Students at the US Naval Academy in Annapolis, Maryland, are planning an Amateur Radio CubeSat — dubbed HFSAT — that would carry an HF transponder as a primary payload as well as 2-meter APRS as a secondary mission when power is available. The 1.5 U CubeSat will have a linear uplink at 21.4 MHz and a downlink at 29.42 MHz.
“HFSAT is a small 1.5U CubeSat that will demonstrate the viability of HF satellite communications as a back-up communication system using existing ubiquitous HF radios that are often a part of the every amateur station,” said USNA Instructor Bob Bruninga, WB4APR, who developed APRS. Bruninga said HFSAT would be similar to the 1990s-era RS-12/13 Russian Amateur Radio satellite.

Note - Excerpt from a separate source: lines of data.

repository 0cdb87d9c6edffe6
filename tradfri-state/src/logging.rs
//! Logging setup for applications embedding the state layer
//!
//! The library itself only emits `tracing` events. Applications that do not
//! install their own subscriber can use the helpers here.

use tracing_subscriber::{fmt, EnvFilter, Registry};

/// Logging mode for different use cases
#[derive(Debug, Clone, Copy, PartialEq, Eq)]
pub enum LoggingMode {
    /// No subscriber installed, events are dropped
    Silent,
    /// Compact stderr output
    Development,
    /// Verbose output with thread ids and source locations
    Debug,
}

/// Logging configuration error
#[derive(Debug, thiserror::Error)]
pub enum LoggingError {
    #[error("Failed to initialize tracing subscriber: {0}")]
    TracingInit(String),

    #[error("Invalid log filter '{filter}': {reason}")]
    InvalidFilter { filter: String, reason: String },
}

/// Initialize logging with the specified mode
///
/// # Environment Variables
///
/// - `TRADFRI_LOG_LEVEL`: filter directive (e.g. `debug`, `tradfri_state::handler=trace`)
/// - `RUST_LOG`: used when `TRADFRI_LOG_LEVEL` is not set
///
/// ```rust,ignore
/// tradfri_state::logging::init_logging(LoggingMode::Development)?;
/// ```
pub fn init_logging(mode: LoggingMode) -> Result<(), LoggingError> {
    use tracing_subscriber::{layer::SubscriberExt, util::SubscriberInitExt};

    match mode {
        LoggingMode::Silent => Ok(()),
        LoggingMode::Development => {
            let filter = create_env_filter("info")?;

            Registry::default()
                .with(
                    fmt::layer()
                        .with_target(false)
                        .with_thread_ids(false)
                        .with_file(false)
                        .with_line_number(false)
                        .compact(),
                )
                .with(filter)
                .try_init()
                .map_err(|e| LoggingError::TracingInit(e.to_string()))
        }
        LoggingMode::Debug => {
            let filter = create_env_filter("debug")?;

            Registry::default()
                .with(
                    fmt::layer()
                        .pretty()
                        .with_thread_ids(true)
                        .with_thread_names(true)
                        .with_file(true)
                        .with_line_number(true),
                )
                .with(filter)
                .try_init()
                .map_err(|e| LoggingError::TracingInit(e.to_string()))
        }
    }
}

/// Initialize logging from `TRADFRI_LOG_MODE`
///
/// Accepts `development` and `debug`; anything else (or unset) is silent.
pub fn init_logging_from_env() -> Result<(), LoggingError> {
    init_logging(mode_from_env_value(std::env::var("TRADFRI_LOG_MODE").ok().as_deref()))
}

fn mode_from_env_value(value: Option<&str>) -> LoggingMode {
    match value.map(str::to_ascii_lowercase).as_deref() {
        Some("development") => LoggingMode::Development,
        Some("debug") => LoggingMode::Debug,
        _ => LoggingMode::Silent,
    }
}

/// Build the filter from `TRADFRI_LOG_LEVEL`, then `RUST_LOG`, then `default_level`
fn create_env_filter(default_level: &str) -> Result<EnvFilter, LoggingError> {
    let directive = std::env::var("TRADFRI_LOG_LEVEL")
        .or_else(|_| std::env::var("RUST_LOG"))
        .unwrap_or_else(|_| default_level.to_string());

    EnvFilter::try_new(&directive).map_err(|e| LoggingError::InvalidFilter {
        filter: directive.clone(),
        reason: e.to_string(),
    })
}

/// Check if a global subscriber has been installed
pub fn is_initialized() -> bool {
    tracing::dispatcher::has_been_set()
}

/// Equivalent to `init_logging(LoggingMode::Silent)`
pub fn init_silent() -> Result<(), LoggingError> {
    init_logging(LoggingMode::Silent)
}
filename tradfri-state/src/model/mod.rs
//! Model types for tradfri-state

mod device_type;
mod state;

pub use device_type::DeviceType;
pub use state::{Command, OnOff, Quantity, State, ThingStatus, Unit};
#[cfg(feature = "cli")]
use std::sync::{Arc, Mutex};
#[cfg(feature = "cli")]
use std::time::{Duration, Instant};
#[cfg(feature = "cli")]
use sysinfo::{Pid, RefreshKind, System};

#[cfg(feature = "cli")]
#[derive(Debug, Clone)]
pub struct SystemStats {
    pub cpu_usage: f32,
    pub memory_usage_mb: u64,
    pub peak_memory_mb: u64,
    pub elapsed_time: Duration,
}

#[cfg(feature = "cli")]
pub struct SystemMonitor {
    system: Arc<Mutex<System>>,
    pid: Pid,
    start_time: Instant,
    peak_memory: Arc<Mutex<u64>>,
    enabled: bool,
}

#[cfg(feature = "cli")]
impl SystemMonitor {
    pub fn new(enabled: bool) -> Self {
        let mut system = System::new_with_specifics(RefreshKind::everything());
        let pid = sysinfo::get_current_pid().expect("Failed to get current PID");
        system.refresh_all();

        Self {
            system: Arc::new(Mutex::new(system)),
            pid,
            start_time: Instant::now(),
            peak_memory: Arc::new(Mutex::new(0)),
            enabled,
        }
    }

    pub fn get_stats(&self) -> Option<SystemStats> {
        if !self.enabled {
            return None;
        }

        let mut system = self.system.lock().ok()?;
        system.refresh_all();

        let process = system.process(self.pid)?;
        let memory_mb = process.memory() / 1024 / 1024;

        let mut peak = self.peak_memory.lock().ok()?;
        if memory_mb > *peak {
            *peak = memory_mb;
        }
        let peak_memory = *peak;

        Some(SystemStats {
            cpu_usage: process.cpu_usage(),
            memory_usage_mb: memory_mb,
            peak_memory_mb: peak_memory,
            elapsed_time: self.start_time.elapsed(),
        })
    }

    pub fn log_stats(&self, phase: &str) {
        if let Some(stats) = self.get_stats() {
            tracing::info!(
                "📊 {} - CPU: {:.1}%, Memory: {}MB, Peak: {}MB, Time: {:?}",
                phase,
                stats.cpu_usage,
                stats.memory_usage_mb,
                stats.peak_memory_mb,
                stats.elapsed_time
            );
        }
    }

    pub fn log_final_stats(&self) {
        if let Some(stats) = self.get_stats() {
            tracing::info!(
                "📊 Final Stats - Total Time: {:?}, Peak Memory: {}MB",
                stats.elapsed_time,
                stats.peak_memory_mb
            );
        }
    }

    pub fn is_enabled(&self) -> bool {
        self.enabled
    }
}

#[cfg(feature = "cli")]
impl Default for SystemMonitor {
    fn default() -> Self {
        Self::new(false)
    }
}

// No-op stand-in when the cli feature (and thus sysinfo) is disabled.
#[cfg(not(feature = "cli"))]
pub struct SystemMonitor;

#[cfg(not(feature = "cli"))]
impl SystemMonitor {
    pub fn new(_enabled: bool) -> Self {
        Self
    }

    pub fn log_stats(&self, _phase: &str) {}

    pub fn log_final_stats(&self) {}

    pub fn is_enabled(&self) -> bool {
        false
    }
}
#[async_trait::async_trait]
impl<S: Storage, C: ConfigProvider> Pipeline for VaccinePipeline<S, C> {
    async fn extract(&self) -> Result<Vec<VaccineRecord>> {
        let url = format!(
            "{}?lastdays={}",
            self.config.api_endpoint(),
            self.config.lastdays()
        );

        tracing::info!("Fetching vaccine data from API...");
        tracing::debug!("GET {}", url);

        let response = self
            .client
            .get(&url)
            .send()
            .await
            .map_err(classify_request_error)?
            .error_for_status()
            .map_err(classify_request_error)?;

        tracing::debug!("API response status: {}", response.status());

        let body = response.text().await.map_err(classify_request_error)?;
        let entries: Vec<CoverageEntry> =
            serde_json::from_str(&body).map_err(|e| PipelineError::FormatError(e.to_string()))?;

        let records: Vec<VaccineRecord> = entries.into_iter().map(VaccineRecord::from).collect();
        tracing::info!("Successfully fetched data for {} countries.", records.len());

        Ok(records)
    }

    async fn transform(&self, records: Vec<VaccineRecord>) -> Result<TransformResult> {
        // Header is written by hand so an empty dataset still yields it.
        let mut writer = csv::WriterBuilder::new()
            .has_headers(false)
            .from_writer(Vec::new());
        writer.write_record(CSV_HEADER)?;
        for record in &records {
            writer.serialize(record)?;
        }
        let csv_output = writer
            .into_inner()
            .map_err(|e| PipelineError::IoError(std::io::Error::other(e.to_string())))?;

        // Coerce, drop N/A rows, rank. The sort is stable so ties keep
        // their upstream order.
        let mut ranked: Vec<RankedCountry> = records
            .iter()
            .filter_map(|record| match record.vaccines_administered {
                VaccineCount::Known(count) => Some(RankedCountry {
                    country: record.country.clone(),
                    vaccines_administered: count,
                }),
                VaccineCount::NotAvailable => None,
            })
            .collect();
        ranked.sort_by(|a, b| b.vaccines_administered.cmp(&a.vaccines_administered));
        ranked.truncate(TOP_N);

        Ok(TransformResult {
            records,
            csv_output,
            ranked,
        })
    }

    async fn load(&self, result: TransformResult) -> Result<String> {
        let csv_file = self.config.csv_file();
        self.storage.write_file(csv_file, &result.csv_output).await?;
        tracing::info!("✅ Data saved to {}", csv_file);
        tracing::info!("First 10 rows:\n{}", preview(&result.records));

        let chart_file = self.config.chart_file();
        let png = chart::render_bar_chart(&result.ranked)?;
        self.storage.write_file(chart_file, &png).await?;
        tracing::info!("📊 Vaccine data plot saved as '{}'.", chart_file);

        Ok(format!("{}/{}", self.config.output_path(), csv_file))
    }
}
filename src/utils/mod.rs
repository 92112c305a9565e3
pub mod error;
pub mod logger;
pub mod monitor;
pub mod validation;
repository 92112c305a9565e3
pub mod model;
pub mod ports;
use clap::Parser;
use std::path::Path;
use vaccine_pipeline::utils::{logger, validation::Validate};
use vaccine_pipeline::{CliConfig, LocalStorage, PipelineEngine, VaccinePipeline};

#[tokio::main]
async fn main() -> anyhow::Result<()> {
    let config = CliConfig::parse();

    logger::init_cli_logger(config.verbose, Path::new(&config.log_file))?;

    tracing::info!("Starting vaccine-pipeline CLI");
    if config.verbose {
        tracing::debug!("CLI config: {:?}", config);
    }

    if let Err(e) = config.validate() {
        tracing::error!("❌ Configuration validation failed: {}", e);
        tracing::error!("💡 Suggestion: {}", e.recovery_suggestion());
        eprintln!("❌ {}", e.user_friendly_message());
        std::process::exit(1);
    }

    let monitor_enabled = config.monitor;
    if monitor_enabled {
        tracing::info!("🔍 System monitoring enabled");
    }

    let storage = LocalStorage::new(config.output_path.clone());
    let pipeline = VaccinePipeline::new(storage, config)?;
    let engine = PipelineEngine::new_with_monitoring(pipeline, monitor_enabled);

    match engine.run().await {
        Ok(Some(output_path)) => {
            tracing::info!("📁 Output saved to: {}", output_path);
            println!("✅ Vaccine data saved to: {}", output_path);
        }
        Ok(None) => {
            // Fetch failure: already logged, downstream steps skipped.
        }
        Err(e) => {
            tracing::error!(
                "❌ Pipeline failed: {} (Category: {:?}, Severity: {:?})",
                e,
                e.category(),
                e.severity()
            );
            tracing::error!("💡 Recovery suggestion: {}", e.recovery_suggestion());

            eprintln!("❌ {}", e.user_friendly_message());
            eprintln!("💡 {}", e.recovery_suggestion());

            let exit_code = match e.severity() {
                vaccine_pipeline::utils::error::ErrorSeverity::Low => 0,
                vaccine_pipeline::utils::error::ErrorSeverity::Medium => 2,
                vaccine_pipeline::utils::error::ErrorSeverity::High => 1,
                vaccine_pipeline::utils::error::ErrorSeverity::Critical => 3,
            };

            if exit_code > 0 {
                tracing::info!("✅ Vaccine pipeline completed.");
                std::process::exit(exit_code);
            }
        }
    }

    tracing::info!("✅ Vaccine pipeline completed.");
    Ok(())
}
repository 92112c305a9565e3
use crate::domain::model::{TransformResult, VaccineRecord};
use crate::utils::error::Result;
use async_trait::async_trait;

pub trait Storage: Send + Sync {
    fn read_file(&self, path: &str) -> impl std::future::Future<Output = Result<Vec<u8>>> + Send;
    fn write_file(
        &self,
        path: &str,
        data: &[u8],
    ) -> impl std::future::Future<Output = Result<()>> + Send;
}

pub trait ConfigProvider: Send + Sync {
    fn api_endpoint(&self) -> &str;
    fn lastdays(&self) -> u32;
    fn output_path(&self) -> &str;
    fn csv_file(&self) -> &str;
    fn chart_file(&self) -> &str;
}

#[async_trait]
pub trait Pipeline: Send + Sync {
    async fn extract(&self) -> Result<Vec<VaccineRecord>>;
    async fn transform(&self, records: Vec<VaccineRecord>) -> Result<TransformResult>;
    async fn load(&self, result: TransformResult) -> Result<String>;
}
use crate::domain::ports::Storage;
use crate::utils::error::Result;
use std::fs;
use std::path::Path;

#[derive(Debug, Clone)]
pub struct LocalStorage {
    base_path: String,
}

impl LocalStorage {
    pub fn new(base_path: String) -> Self {
        Self { base_path }
    }
}

impl Storage for LocalStorage {
    async fn read_file(&self, path: &str) -> Result<Vec<u8>> {
        let full_path = Path::new(&self.base_path).join(path);
        let data = fs::read(full_path)?;
        Ok(data)
    }

    async fn write_file(&self, path: &str, data: &[u8]) -> Result<()> {
        let full_path = Path::new(&self.base_path).join(path);

        if let Some(parent) = full_path.parent() {
            fs::create_dir_all(parent)?;
        }

        fs::write(full_path, data)?;
        Ok(())
    }
}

“HFSAT will continue the long tradition of small amateur satellites designed by students and hams at the US Naval Academy,” Bruninga told ARRL. The uplink will be at 21.4 MHz and downlink at 29.42 MHz, similar to [earlier] Mode K HF satellites. No launch has yet been identified.” Bruninga said HFSAT would be gravity gradient-stabilized by its full-sized, 10-meter, thin-wire, half-wave HF dipole.
Other unique features of HFSAT include its APRS telemetry command-and-control capability. “For VHF the students have modified a popular Byonics.com MTT4B all-in-one APRS Tiny-Track4 module for telemetry, command, and control to fit on a single 3.4-inch square card inside the CubeSat, that they will use for this and for future CubeSats,” Bruninga said. The students are working with Bill Ress, N6GHZ, on the HF transponder card, which will provide a bandwidth of 30 kHz with an inverting transponder to minimize Doppler. Todd Bruner, WB1HAI, will be the HFSAT control operator.
Bruninga said the HF transponder is a follow-on from the USNA’s existing PSAT 10-meter PSK31 transponder, still operational. HFSAT’s telemetry downlink will be captured via stations in the worldwide ground-station network. The packet link is a secondary mission compared to the HF transponder on this spacecraft.
Once HFSAT is in space, Bruninga recommended using a vertical HF antenna, because it would match well with the antenna patterns and geometry of Low Earth Orbit (LEO) satellites. “When low on the horizon, both the satellite and the user antennas are in their main lobes, providing maximum gain at the distant horizons,” Bruninga said. “At the higher elevations, the satellite is 6 dB to 10 dB closer, significantly making up for the reduced antenna pattern geometry.”